* _What needs to be done_: For each line of the data below that holds "WriteArgs", copy the line.
--- Supplied material ---
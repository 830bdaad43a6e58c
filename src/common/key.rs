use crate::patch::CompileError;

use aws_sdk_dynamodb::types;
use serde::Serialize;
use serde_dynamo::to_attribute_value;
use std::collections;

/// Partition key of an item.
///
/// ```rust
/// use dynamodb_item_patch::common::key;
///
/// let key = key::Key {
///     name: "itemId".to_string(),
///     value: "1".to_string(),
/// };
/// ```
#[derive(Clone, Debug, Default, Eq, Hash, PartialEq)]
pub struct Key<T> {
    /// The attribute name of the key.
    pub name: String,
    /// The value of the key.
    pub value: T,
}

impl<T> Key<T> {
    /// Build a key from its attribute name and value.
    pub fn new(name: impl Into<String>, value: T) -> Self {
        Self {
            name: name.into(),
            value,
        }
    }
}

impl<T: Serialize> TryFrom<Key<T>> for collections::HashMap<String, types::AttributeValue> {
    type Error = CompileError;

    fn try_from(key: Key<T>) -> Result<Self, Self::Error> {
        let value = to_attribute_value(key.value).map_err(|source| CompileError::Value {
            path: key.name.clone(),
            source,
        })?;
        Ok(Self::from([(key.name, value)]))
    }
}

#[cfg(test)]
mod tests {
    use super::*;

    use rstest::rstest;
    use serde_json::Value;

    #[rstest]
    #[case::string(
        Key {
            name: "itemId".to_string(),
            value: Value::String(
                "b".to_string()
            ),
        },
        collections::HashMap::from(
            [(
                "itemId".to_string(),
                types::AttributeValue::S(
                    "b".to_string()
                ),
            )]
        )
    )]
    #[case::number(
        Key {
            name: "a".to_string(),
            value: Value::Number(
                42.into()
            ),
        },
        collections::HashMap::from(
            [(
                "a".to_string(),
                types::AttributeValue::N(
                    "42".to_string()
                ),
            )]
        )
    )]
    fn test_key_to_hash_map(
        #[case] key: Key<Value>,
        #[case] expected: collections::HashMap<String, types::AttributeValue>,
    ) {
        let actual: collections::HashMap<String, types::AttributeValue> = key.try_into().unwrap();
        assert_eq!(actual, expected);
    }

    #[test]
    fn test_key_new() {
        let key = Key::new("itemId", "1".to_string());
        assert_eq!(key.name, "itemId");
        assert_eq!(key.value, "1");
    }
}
---
--- Supplied material ---
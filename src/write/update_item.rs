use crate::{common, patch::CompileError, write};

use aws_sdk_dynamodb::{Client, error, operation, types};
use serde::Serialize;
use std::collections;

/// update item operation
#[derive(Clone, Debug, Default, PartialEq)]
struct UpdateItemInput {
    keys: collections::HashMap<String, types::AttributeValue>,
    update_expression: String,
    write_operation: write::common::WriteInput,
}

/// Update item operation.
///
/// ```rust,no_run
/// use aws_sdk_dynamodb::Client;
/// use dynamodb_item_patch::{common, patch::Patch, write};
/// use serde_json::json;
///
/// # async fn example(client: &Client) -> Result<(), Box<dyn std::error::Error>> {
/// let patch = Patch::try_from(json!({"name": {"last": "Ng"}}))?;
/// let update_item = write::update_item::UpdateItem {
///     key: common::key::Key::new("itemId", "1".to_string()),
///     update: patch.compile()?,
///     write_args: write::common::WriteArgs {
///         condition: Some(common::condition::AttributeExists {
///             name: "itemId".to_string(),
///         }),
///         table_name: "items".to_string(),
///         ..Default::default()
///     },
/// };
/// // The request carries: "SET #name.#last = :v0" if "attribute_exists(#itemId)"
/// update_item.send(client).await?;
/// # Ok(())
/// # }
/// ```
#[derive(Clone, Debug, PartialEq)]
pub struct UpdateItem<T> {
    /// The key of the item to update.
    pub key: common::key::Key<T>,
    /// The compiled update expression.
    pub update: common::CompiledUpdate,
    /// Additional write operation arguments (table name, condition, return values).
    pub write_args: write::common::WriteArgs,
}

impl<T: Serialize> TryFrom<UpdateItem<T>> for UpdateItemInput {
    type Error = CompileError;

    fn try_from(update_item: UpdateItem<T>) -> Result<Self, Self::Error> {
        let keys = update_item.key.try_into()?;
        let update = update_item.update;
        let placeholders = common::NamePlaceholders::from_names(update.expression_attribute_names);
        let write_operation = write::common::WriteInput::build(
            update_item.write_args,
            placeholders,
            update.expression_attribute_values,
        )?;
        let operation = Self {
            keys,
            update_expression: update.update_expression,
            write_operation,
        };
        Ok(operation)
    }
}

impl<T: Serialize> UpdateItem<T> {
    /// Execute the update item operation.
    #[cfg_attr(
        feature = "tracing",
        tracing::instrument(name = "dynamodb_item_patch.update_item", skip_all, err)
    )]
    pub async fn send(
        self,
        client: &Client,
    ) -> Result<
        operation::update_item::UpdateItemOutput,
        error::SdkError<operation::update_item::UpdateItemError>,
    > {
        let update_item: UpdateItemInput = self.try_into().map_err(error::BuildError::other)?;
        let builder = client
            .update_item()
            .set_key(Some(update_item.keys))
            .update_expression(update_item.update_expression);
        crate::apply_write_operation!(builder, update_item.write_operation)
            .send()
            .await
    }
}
---
* _Solved exercise_:
///     write_args: write::common::WriteArgs {
    pub write_args: write::common::WriteArgs,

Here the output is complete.